==== Supplied information
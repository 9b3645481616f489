//! Per-window GPU state and the render tick.

use anyhow::Result;
use rand::rngs::StdRng;
use rand::SeedableRng;
use raw_window_handle::{HasDisplayHandle, HasWindowHandle};
use winit::dpi::PhysicalSize;

use media::Decoder;

use crate::catalog;
use crate::params::KernelController;
use crate::player::{FrameLoop, FrameStreamPlayer, VideoFile};
use crate::texture::{self, TextureMetadata};
use crate::types::{RenderError, ViewerConfig, ViewerSource};

use super::context::GpuContext;
use super::pipeline::{EffectPipeline, DEPTH_FORMAT};
use super::provision::{self, EffectResources};
use super::uniforms::UniformStore;

pub(crate) struct GpuState {
    context: GpuContext,
    pipeline: EffectPipeline,
    resources: EffectResources,
    uniforms: UniformStore,
    uniform_buffer: wgpu::Buffer,
    effect_bind_group: wgpu::BindGroup,
    source_texture: wgpu::Texture,
    depth_view: Option<wgpu::TextureView>,
    kernel: KernelController,
    player: Option<FrameStreamPlayer>,
}

impl GpuState {
    pub(crate) fn new<T>(target: &T, config: &ViewerConfig) -> Result<Self>
    where
        T: HasDisplayHandle + HasWindowHandle,
    {
        let context = GpuContext::new(
            target,
            PhysicalSize::new(config.surface_size.0, config.surface_size.1),
        )?;

        let descriptor = catalog::descriptor_for(&config.fragment);
        tracing::info!(
            effect = descriptor.name,
            fragment = %config.fragment.display(),
            "provisioning effect"
        );

        // Still images carry their pixels up front; video sources hand over
        // an open decoder and stream pixels per tick.
        let (metadata, initial_pixels, decoder) = match &config.source {
            ViewerSource::Image(path) => {
                let probed = texture::probe_image(path)?;
                (probed.metadata, Some(probed.pixels), None)
            }
            ViewerSource::Video(path) => {
                let decoder = Decoder::open(path)?;
                let (width, height) = decoder.geometry();
                (TextureMetadata::new(width, height)?, None, Some(decoder))
            }
        };

        let pipeline = EffectPipeline::new(
            &context.device,
            context.surface_format,
            &config.fragment,
            &descriptor,
        )?;

        let mut uniforms = UniformStore::new(
            pipeline.reflection.params.clone(),
            pipeline.reflection.params_block_size,
        );
        let mut rng = StdRng::from_entropy();
        let plan = provision::plan(
            &descriptor,
            &metadata,
            config.kernel_size,
            &mut uniforms,
            &mut rng,
        );
        let resources =
            provision::realize(&context.device, plan, descriptor.resource_kind, &pipeline)?;

        let source_texture = create_source_texture(&context, &metadata, initial_pixels.as_deref());
        let source_view = source_texture.create_view(&wgpu::TextureViewDescriptor::default());
        let sampler = context.device.create_sampler(&wgpu::SamplerDescriptor {
            label: Some("source sampler"),
            address_mode_u: wgpu::AddressMode::ClampToEdge,
            address_mode_v: wgpu::AddressMode::ClampToEdge,
            address_mode_w: wgpu::AddressMode::ClampToEdge,
            mag_filter: wgpu::FilterMode::Linear,
            min_filter: wgpu::FilterMode::Linear,
            ..Default::default()
        });

        let uniform_buffer = context.device.create_buffer(&wgpu::BufferDescriptor {
            label: Some("effect parameters"),
            size: uniforms.buffer_len(),
            usage: wgpu::BufferUsages::UNIFORM | wgpu::BufferUsages::COPY_DST,
            mapped_at_creation: false,
        });
        let effect_bind_group = context.device.create_bind_group(&wgpu::BindGroupDescriptor {
            label: Some("effect bind group"),
            layout: &pipeline.effect_layout,
            entries: &[
                wgpu::BindGroupEntry {
                    binding: 0,
                    resource: uniform_buffer.as_entire_binding(),
                },
                wgpu::BindGroupEntry {
                    binding: 1,
                    resource: wgpu::BindingResource::TextureView(&source_view),
                },
                wgpu::BindGroupEntry {
                    binding: 2,
                    resource: wgpu::BindingResource::Sampler(&sampler),
                },
            ],
        });

        let depth_view = pipeline
            .needs_depth()
            .then(|| create_depth_view(&context.device, context.size));

        let player = decoder.map(|decoder| {
            let path = match &config.source {
                ViewerSource::Video(path) => path.clone(),
                ViewerSource::Image(_) => unreachable!("decoder only exists for video sources"),
            };
            FrameStreamPlayer::new(
                FrameLoop::resume(VideoFile::new(path), decoder),
                metadata.width,
                metadata.height,
            )
        });

        uniforms.flush(&context.queue, &uniform_buffer);

        Ok(Self {
            context,
            pipeline,
            resources,
            uniforms,
            uniform_buffer,
            effect_bind_group,
            source_texture,
            depth_view,
            kernel: KernelController::new(config.kernel_size),
            player,
        })
    }

    pub(crate) fn size(&self) -> PhysicalSize<u32> {
        self.context.size
    }

    pub(crate) fn resize(&mut self, new_size: PhysicalSize<u32>) {
        self.context.resize(new_size);
        if self.pipeline.needs_depth() {
            self.depth_view = Some(create_depth_view(&self.context.device, self.context.size));
        }
    }

    /// Bumps the kernel size and pushes the change before the next tick.
    pub(crate) fn increment_kernel(&mut self) {
        if self.kernel.increment(&mut self.uniforms) {
            self.uniforms.flush(&self.context.queue, &self.uniform_buffer);
        }
    }

    pub(crate) fn decrement_kernel(&mut self) {
        if self.kernel.decrement(&mut self.uniforms) {
            self.uniforms.flush(&self.context.queue, &self.uniform_buffer);
        }
    }

    /// One render tick: advance video if playing, then a single draw over a
    /// black-cleared frame.
    pub(crate) fn render(&mut self) -> Result<(), RenderError> {
        if let Some(player) = self.player.as_mut() {
            player.upload_next(&self.context.queue, &self.source_texture)?;
        }
        self.uniforms.flush(&self.context.queue, &self.uniform_buffer);

        let frame = self.context.surface.get_current_texture()?;
        let view = frame
            .texture
            .create_view(&wgpu::TextureViewDescriptor::default());

        let mut encoder =
            self.context
                .device
                .create_command_encoder(&wgpu::CommandEncoderDescriptor {
                    label: Some("effect encoder"),
                });
        {
            let mut pass = encoder.begin_render_pass(&wgpu::RenderPassDescriptor {
                label: Some("effect pass"),
                color_attachments: &[Some(wgpu::RenderPassColorAttachment {
                    view: &view,
                    depth_slice: None,
                    resolve_target: None,
                    ops: wgpu::Operations {
                        load: wgpu::LoadOp::Clear(wgpu::Color::BLACK),
                        store: wgpu::StoreOp::Store,
                    },
                })],
                depth_stencil_attachment: self.depth_view.as_ref().map(|depth_view| {
                    wgpu::RenderPassDepthStencilAttachment {
                        view: depth_view,
                        depth_ops: Some(wgpu::Operations {
                            load: wgpu::LoadOp::Clear(1.0),
                            store: wgpu::StoreOp::Store,
                        }),
                        stencil_ops: None,
                    }
                }),
                timestamp_writes: None,
                occlusion_query_set: None,
            });

            pass.set_pipeline(&self.pipeline.pipeline);
            pass.set_bind_group(0, &self.effect_bind_group, &[]);
            if let Some(seed_bind_group) = &self.resources.seed_bind_group {
                pass.set_bind_group(1, seed_bind_group, &[]);
            }
            if let Some(instance_buffer) = &self.resources.instance_buffer {
                pass.set_vertex_buffer(0, instance_buffer.slice(..));
            }
            pass.draw(0..self.pipeline.vertex_count, 0..self.resources.instance_count);
        }

        self.context.queue.submit(std::iter::once(encoder.finish()));
        frame.present();
        Ok(())
    }
}

fn create_source_texture(
    context: &GpuContext,
    metadata: &TextureMetadata,
    pixels: Option<&[u8]>,
) -> wgpu::Texture {
    let extent = wgpu::Extent3d {
        width: metadata.width,
        height: metadata.height,
        depth_or_array_layers: 1,
    };
    let texture = context.device.create_texture(&wgpu::TextureDescriptor {
        label: Some("source texture"),
        size: extent,
        mip_level_count: 1,
        sample_count: 1,
        dimension: wgpu::TextureDimension::D2,
        format: wgpu::TextureFormat::Rgba8Unorm,
        usage: wgpu::TextureUsages::TEXTURE_BINDING | wgpu::TextureUsages::COPY_DST,
        view_formats: &[],
    });

    if let Some(pixels) = pixels {
        context.queue.write_texture(
            wgpu::TexelCopyTextureInfo {
                texture: &texture,
                mip_level: 0,
                origin: wgpu::Origin3d::ZERO,
                aspect: wgpu::TextureAspect::All,
            },
            pixels,
            wgpu::TexelCopyBufferLayout {
                offset: 0,
                bytes_per_row: Some(metadata.width * 4),
                rows_per_image: Some(metadata.height),
            },
            extent,
        );
    }

    texture
}

fn create_depth_view(device: &wgpu::Device, size: PhysicalSize<u32>) -> wgpu::TextureView {
    let texture = device.create_texture(&wgpu::TextureDescriptor {
        label: Some("depth target"),
        size: wgpu::Extent3d {
            width: size.width.max(1),
            height: size.height.max(1),
            depth_or_array_layers: 1,
        },
        mip_level_count: 1,
        sample_count: 1,
        dimension: wgpu::TextureDimension::D2,
        format: DEPTH_FORMAT,
        usage: wgpu::TextureUsages::RENDER_ATTACHMENT,
        view_formats: &[],
    });
    texture.create_view(&wgpu::TextureViewDescriptor::default())
}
========
◆ **Your goal**
Up to and including the line with "use crate::params::KernelController;", transcribe the entries above exactly, starting from their first line.

◆ **Written solution**
repository 9b3645481616f489
//! Per-window GPU state and the render tick.

use anyhow::Result;
use rand::rngs::StdRng;
use rand::SeedableRng;
use raw_window_handle::{HasDisplayHandle, HasWindowHandle};
use winit::dpi::PhysicalSize;

use media::Decoder;

use crate::catalog;
use crate::params::KernelController;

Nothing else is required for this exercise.